Fishy Business at the FDA Genetically engineered salmon carries a boatload of problems BY ERIC HOFFMAN The U.S. Food and Drug Administration announced on August 25 that it is considering approval of a genetically engineered (GE) salmon for human consumption, which would make it the first GE animal to enter the food supply. FDA only gave the public a few weeks to respond to this announcement and to analyze their data even though they have had this application on their desks for over ten years. This data revealed that these modified fish pose a variety of threats. The GE salmon, created by a corporation called AquaBounty, is engineered to grow twice as quickly as its non-engineered counterparts—and that's cause for concern. If the GE salmon escapes from aquaculture farms where it is raised and enters the open ocean, it could contaminate natural populations with its genes and weaken salmon populations. Of particular concern is the survival of natural Atlantic salmon, which are already listed as endangered. Indeed, research published in a report by the prestigious National Academy of Sciences indicates that a release of just 60 genetically engineered salmon into the wild could lead to the extinction of a natural population of 60,000 salmon in less than 40 fish generations. AquaBounty claims their fast-growing fish would be contained and will not escape into local waterways. One not need look further than the Asian carp in the Great Lakes to know that even the best containment systems fail. Natural disasters, wear-and-tear and human error can all lead to breaks in AquaBounty's containment systems and escaped genetically engineered salmon in our waterways. The company also claims that their fish will be sterilized, but even their own data admits that up to 5% of the eggs may remain fertile.1 AquaBounty claims to have orders for 15 million eggs.2 That means that right off the bat we may have up to 750 thousand fertile fish that can escape and wreak havoc on the environment. Even more troubling is the fact that AquaBounty will still need fertile males and females to fertilize their genetically engineered eggs. Human health is a pressing concern as well. One consequence of government

VOLUME 23 NUMBER 4

approval of the genetically engineered salmon would likely be the use of even more antibiotics in aquaculture, increasing opportunities for drug-resistant bacteria to develop. Farmed salmon are given more antibiotics than any other livestock by weight3, and the GE salmon could require even more antibiotics, since AquaBounty's fish would be less fit, making them even more susceptible to disease. In addition, scientists have raised concerns about how physical properties of genetically engineered animals could make them unsafe to eat, but neither AquaBounty nor the federal Food and Drug Administration have made the GE salmon available to independent experts for safety testing. It is irresponsible for the FDA to say these fish are safe to eat without such testing. AquaBounty's plan for raising these fish was designed with the intent of avoiding U.S. environmental law. They plan on fertilizing the eggs in Prince Edward Island in Canada, shipping them to Panama to be raised and processed, and then shipped back to the U.S. to be eaten.
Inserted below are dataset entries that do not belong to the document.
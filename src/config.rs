use anyhow::{Context, Result};
use serde::Deserialize;
use std::path::{Path, PathBuf};

use crate::images::ImageDedup;
use crate::orphans::ReclaimPolicy;
use crate::relation::LinkPolicy;

#[derive(Debug, Deserialize, Clone)]
pub struct Config {
    pub db: DbConfig,
    #[serde(default)]
    pub policy: Policy,
    #[serde(default)]
    pub maintenance: MaintenanceConfig,
}

#[derive(Debug, Deserialize, Clone)]
pub struct DbConfig {
    pub path: PathBuf,
    #[serde(default = "default_busy_timeout_secs")]
    pub busy_timeout_secs: u64,
    #[serde(default = "default_max_connections")]
    pub max_connections: u32,
}

fn default_busy_timeout_secs() -> u64 {
    5
}
fn default_max_connections() -> u32 {
    5
}

/// Behavioral switches for the places where the legacy store was
/// inconsistent. Passed by value into every write path.
#[derive(Debug, Deserialize, Clone, Copy, Default, PartialEq, Eq)]
pub struct Policy {
    #[serde(default)]
    pub link: LinkPolicy,
    #[serde(default)]
    pub reclaim_on_delete: ReclaimPolicy,
    #[serde(default)]
    pub image_dedup: ImageDedup,
}

#[derive(Debug, Deserialize, Clone, Default)]
pub struct MaintenanceConfig {
    /// Sweep every dimension kind for orphans when the store is opened.
    #[serde(default)]
    pub sweep_on_open: bool,
}

impl Config {
    /// A config pointing at `db_path` with every other setting defaulted.
    pub fn minimal(db_path: impl Into<PathBuf>) -> Self {
        Self {
            db: DbConfig {
                path: db_path.into(),
                busy_timeout_secs: default_busy_timeout_secs(),
                max_connections: default_max_connections(),
            },
            policy: Policy::default(),
            maintenance: MaintenanceConfig::default(),
        }
    }
}

pub fn load_config(path: &Path) -> Result<Config> {
    let content = std::fs::read_to_string(path)
        .with_context(|| format!("Failed to read config file: {}", path.display()))?;

    parse_config(&content)
}

pub fn parse_config(content: &str) -> Result<Config> {
    let config: Config = toml::from_str(content).with_context(|| "Failed to parse config file")?;

    if config.db.path.as_os_str().is_empty() {
        anyhow::bail!("db.path must not be empty");
    }

    if config.db.max_connections == 0 {
        anyhow::bail!("db.max_connections must be >= 1");
    }

    Ok(config)
}
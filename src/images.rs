//! Image variant store: artwork rows owned by a movie or show, plus movie
//! trailers.
//!
//! Artwork lives in `movie_images` / `show_images` and cascades with its
//! owner. Deleting an image queues its files on the delete queue with the
//! number of rows that still reference them.

use serde::{Deserialize, Serialize};
use sqlx::{Row, SqliteConnection};

use crate::delete_queue::{self, DeleteEntry};
use crate::error::{Result, StoreError};
use crate::models::{ImageKind, MediaKind, MediaRef};
use crate::relation::ensure_media;

/// Which image kinds reuse an existing row with the same file path.
#[derive(Debug, Clone, Copy, Default, PartialEq, Eq, Deserialize)]
#[serde(rename_all = "snake_case")]
pub enum ImageDedup {
    /// Posters and backdrops only.
    #[default]
    Legacy,
    /// Every kind.
    All,
}

impl ImageDedup {
    pub fn dedups(self, kind: ImageKind) -> bool {
        match self {
            ImageDedup::Legacy => kind.dedups_by_path(),
            ImageDedup::All => true,
        }
    }
}

#[derive(Debug, Clone, Default, PartialEq, Serialize, Deserialize)]
#[serde(default)]
pub struct ImageFiles {
    pub thumb_url: Option<String>,
    pub thumb_file: Option<String>,
    pub large_url: Option<String>,
    pub large_file: Option<String>,
}

impl ImageFiles {
    /// Local path used for deduplication: the large file, else the thumb.
    fn dedup_path(&self) -> Option<&str> {
        fn local(p: &Option<String>) -> Option<&str> {
            p.as_deref().filter(|p| !p.is_empty())
        }
        local(&self.large_file).or_else(|| local(&self.thumb_file))
    }

    fn local_paths(&self) -> Vec<String> {
        let mut paths: Vec<String> = [&self.large_file, &self.thumb_file]
            .into_iter()
            .flatten()
            .filter(|p| !p.is_empty())
            .cloned()
            .collect();
        paths.dedup();
        paths
    }
}

#[derive(Debug, Clone, PartialEq, Serialize, Deserialize)]
pub struct NewImage {
    pub kind: ImageKind,
    /// Season a show poster belongs to; `None` for the show-wide poster.
    #[serde(default)]
    pub season: Option<i64>,
    #[serde(flatten)]
    pub files: ImageFiles,
}

#[derive(Debug, Clone, PartialEq, Serialize)]
pub struct Image {
    pub id: i64,
    pub owner: MediaRef,
    pub kind: ImageKind,
    pub season: Option<i64>,
    #[serde(flatten)]
    pub files: ImageFiles,
}

/// Remote trailer reference; no local file is kept.
#[derive(Debug, Clone, PartialEq, Serialize, Deserialize)]
pub struct NewTrailer {
    pub site: String,
    pub video_key: String,
    #[serde(default)]
    pub name: Option<String>,
    #[serde(default)]
    pub language: Option<String>,
}

#[derive(Debug, Clone, PartialEq, Serialize)]
pub struct Trailer {
    pub id: i64,
    pub movie_id: i64,
    pub site: String,
    pub video_key: String,
    pub name: Option<String>,
    pub language: Option<String>,
}

fn images_table(owner: MediaKind) -> Option<&'static str> {
    match owner {
        MediaKind::Movie => Some("movie_images"),
        MediaKind::Show => Some("show_images"),
        MediaKind::Episode => None,
    }
}

fn table_for(kind: ImageKind, owner: MediaKind) -> Result<&'static str> {
    match images_table(owner) {
        Some(table) if kind.allowed_on(owner) => Ok(table),
        _ => Err(StoreError::UnsupportedImage(kind, owner)),
    }
}

/// Insert an image for `owner`, or return the id of the existing row when
/// `dedup` says this kind is deduplicated and the same path is already
/// stored for this owner and kind.
pub async fn insert_or_find(
    conn: &mut SqliteConnection,
    dedup: ImageDedup,
    owner: MediaRef,
    image: &NewImage,
) -> Result<i64> {
    let table = table_for(image.kind, owner.kind)?;
    ensure_media(conn, owner).await?;

    if dedup.dedups(image.kind) {
        if let Some(path) = image.files.dedup_path() {
            let existing: Option<i64> = sqlx::query_scalar(&format!(
                r#"
                SELECT id FROM {table}
                WHERE owner_id = ? AND kind = ?
                  AND COALESCE(NULLIF(large_file, ''), thumb_file) = ?
                ORDER BY id LIMIT 1
                "#
            ))
            .bind(owner.id)
            .bind(image.kind.as_str())
            .bind(path)
            .fetch_optional(&mut *conn)
            .await?;

            if let Some(id) = existing {
                return Ok(id);
            }
        }
    }

    let id = sqlx::query(&format!(
        r#"
        INSERT INTO {table} (owner_id, kind, season, thumb_url, thumb_file, large_url, large_file)
        VALUES (?, ?, ?, ?, ?, ?, ?)
        "#
    ))
    .bind(owner.id)
    .bind(image.kind.as_str())
    .bind(image.season)
    .bind(&image.files.thumb_url)
    .bind(&image.files.thumb_file)
    .bind(&image.files.large_url)
    .bind(&image.files.large_file)
    .execute(&mut *conn)
    .await?
    .last_insert_rowid();

    tracing::debug!(%owner, kind = %image.kind, id, "stored image");
    Ok(id)
}

fn image_from_row(row: &sqlx::sqlite::SqliteRow, owner_kind: MediaKind) -> Result<Image> {
    let kind: String = row.get("kind");
    Ok(Image {
        id: row.get("id"),
        owner: MediaRef {
            kind: owner_kind,
            id: row.get("owner_id"),
        },
        kind: kind.parse()?,
        season: row.get("season"),
        files: ImageFiles {
            thumb_url: row.get("thumb_url"),
            thumb_file: row.get("thumb_file"),
            large_url: row.get("large_url"),
            large_file: row.get("large_file"),
        },
    })
}

pub async fn get_image(
    conn: &mut SqliteConnection,
    owner_kind: MediaKind,
    id: i64,
) -> Result<Option<Image>> {
    let Some(table) = images_table(owner_kind) else {
        return Ok(None);
    };
    let row = sqlx::query(&format!("SELECT * FROM {table} WHERE id = ?"))
        .bind(id)
        .fetch_optional(&mut *conn)
        .await?;
    row.map(|r| image_from_row(&r, owner_kind)).transpose()
}

/// Images of `owner`, optionally restricted to one kind, in insertion order.
pub async fn images_for(
    conn: &mut SqliteConnection,
    owner: MediaRef,
    kind: Option<ImageKind>,
) -> Result<Vec<Image>> {
    let Some(table) = images_table(owner.kind) else {
        return Ok(Vec::new());
    };

    let rows = match kind {
        Some(kind) => {
            sqlx::query(&format!(
                "SELECT * FROM {table} WHERE owner_id = ? AND kind = ? ORDER BY id"
            ))
            .bind(owner.id)
            .bind(kind.as_str())
            .fetch_all(&mut *conn)
            .await?
        }
        None => {
            sqlx::query(&format!("SELECT * FROM {table} WHERE owner_id = ? ORDER BY id"))
                .bind(owner.id)
                .fetch_all(&mut *conn)
                .await?
        }
    };

    rows.iter()
        .map(|row| image_from_row(row, owner.kind))
        .collect()
}

/// Distinct local file paths held by `owner`'s images.
pub(crate) async fn local_paths_of(
    conn: &mut SqliteConnection,
    owner: MediaRef,
) -> Result<Vec<String>> {
    let mut paths: Vec<String> = images_for(conn, owner, None)
        .await?
        .into_iter()
        .flat_map(|img| img.files.local_paths())
        .collect();
    paths.sort();
    paths.dedup();
    Ok(paths)
}

/// Delete one image and queue its files. Returns the queue entries written.
pub async fn delete_image(
    conn: &mut SqliteConnection,
    owner_kind: MediaKind,
    id: i64,
) -> Result<Vec<DeleteEntry>> {
    let image = get_image(conn, owner_kind, id)
        .await?
        .ok_or_else(|| StoreError::NotFound(format!("{} image {}", owner_kind, id)))?;
    let table = table_for(image.kind, owner_kind)?;

    sqlx::query(&format!("DELETE FROM {table} WHERE id = ?"))
        .bind(id)
        .execute(&mut *conn)
        .await?;

    let mut queued = Vec::new();
    for path in image.files.local_paths() {
        queued.push(delete_queue::enqueue(conn, &path).await?);
    }
    Ok(queued)
}

/// Store a trailer reference for a movie. The same (site, key) pair is
/// stored once per movie; a repeat returns the existing id.
pub async fn insert_trailer(
    conn: &mut SqliteConnection,
    movie_id: i64,
    trailer: &NewTrailer,
) -> Result<i64> {
    ensure_media(conn, MediaRef::movie(movie_id)).await?;

    sqlx::query(
        r#"
        INSERT INTO movie_trailers (owner_id, site, video_key, name, language)
        VALUES (?, ?, ?, ?, ?)
        ON CONFLICT(owner_id, site, video_key) DO NOTHING
        "#,
    )
    .bind(movie_id)
    .bind(&trailer.site)
    .bind(&trailer.video_key)
    .bind(&trailer.name)
    .bind(&trailer.language)
    .execute(&mut *conn)
    .await?;

    // The insert above is silent on conflict, so look the row up either way.
    let id: i64 = sqlx::query_scalar(
        "SELECT id FROM movie_trailers WHERE owner_id = ? AND site = ? AND video_key = ?",
    )
    .bind(movie_id)
    .bind(&trailer.site)
    .bind(&trailer.video_key)
    .fetch_one(&mut *conn)
    .await?;
    Ok(id)
}

pub async fn trailers_for(conn: &mut SqliteConnection, movie_id: i64) -> Result<Vec<Trailer>> {
    let rows = sqlx::query(
        "SELECT id, owner_id, site, video_key, name, language FROM movie_trailers WHERE owner_id = ? ORDER BY id",
    )
    .bind(movie_id)
    .fetch_all(&mut *conn)
    .await?;

    Ok(rows
        .iter()
        .map(|row| Trailer {
            id: row.get("id"),
            movie_id: row.get("owner_id"),
            site: row.get("site"),
            video_key: row.get("video_key"),
            name: row.get("name"),
            language: row.get("language"),
        })
        .collect())
}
Despite open claims that they will expand their operations to the U.S. and other countries, the FDA is refusing to look at the cumulative harms their commercial operation will have on the environment. Fortunately, a final decision by the FDA has not been made, and citizens are rising up to pressure the FDA to reject the genetically engineered salmon. 171,645 comments from the public were submitted to the FDA demanding that this fish not be approved for human consumption. In addition, letters signed by over 300 environmental and public health organizations, chefs, restaurants, and tribal communities were submitted telling the FDA to deny approval of the GE salmon. On September 16, Friends of the Earth, Food and Water Watch, the Center for Food Safety, and Ben and Jerry's organized a demonstration about the salmon in front of the White House. At the demonstration, CEO of Ben & Jerry's, Jostein Solheim, explained why his company is against the GE salmon. Once the door is opened, he explained, the FDA is prepared to approve a number of

genetically engineered animals and Ben & Jerry's does not want a genetically engineered dairy cow to be next. In protest, they announced the symbolic renaming of their famous “Phish Food” ice cream to “Something's Fishy” and passed out coupons for free ice cream to rally participants. And on September 20, the public was allowed to testify before an FDA committee considering the GE salmon application. Friends of the Earth wrote comments to the FDA, which were signed by twenty other organizations in the U.S. and Canada, highlighting the environmental threats posed by approval of this genetically engineered salmon. We called on the FDA to conduct a comprehensive and independent environmental impact review before any decisions on approval are made. The FDA committee recognized problems in AquaBounty's plans and requested that more studies be conducted before this fish is approved. The company's studies on health safety were poorly designed and their sample sizes, sometimes as low as twelve fish, were way too small to guarantee safety. Members of the committee also expressed concern that not enough evidence exists to show these fish will be safe if they escape into the environment. The committee's only expert on fisheries, Dr. Gary Thorgaard, called on the FDA to conduct an Environmental Impact Statement—a comprehensive review of all the environmental risks—a sentiment echoed by other members of the Committee. If the FDA takes this call to heart, it will allow time to fully analyze the environmental and health risks instead of trying to rush the process through as the FDA is currently attempting. Eric Hoffman is Biotechnology Policy Campaigner at Friends of the Earth, an international grassroots environmental network.

GENEWATCH 25


Endnotes Robert Green et. al, p. 6 1.http://www.nytimes.com/2010/06/12/health/ 12genome.html?scp=1&sq=fda%20genetic%2 0test&st=cse 2.http://www.fda.gov/MedicalDevices/NewsEvents/WorkshopsConferences/ucm212830.ht m 3. https://www.23andme.com/health/

Paul Billings, p. 10 1. Groopman, Jerome and Pamela Hartzband, “What's Your Underlying Condition?” New York Times, Nov. 26, 2009.http://online.wsj.com/article/SB1239148 78625199185.html; “Why 'Quality' Care Is Dangerous,” Wall Street Journal, April 8, 2009. http://online.wsj.com/article/SB12391487862 5199185.html.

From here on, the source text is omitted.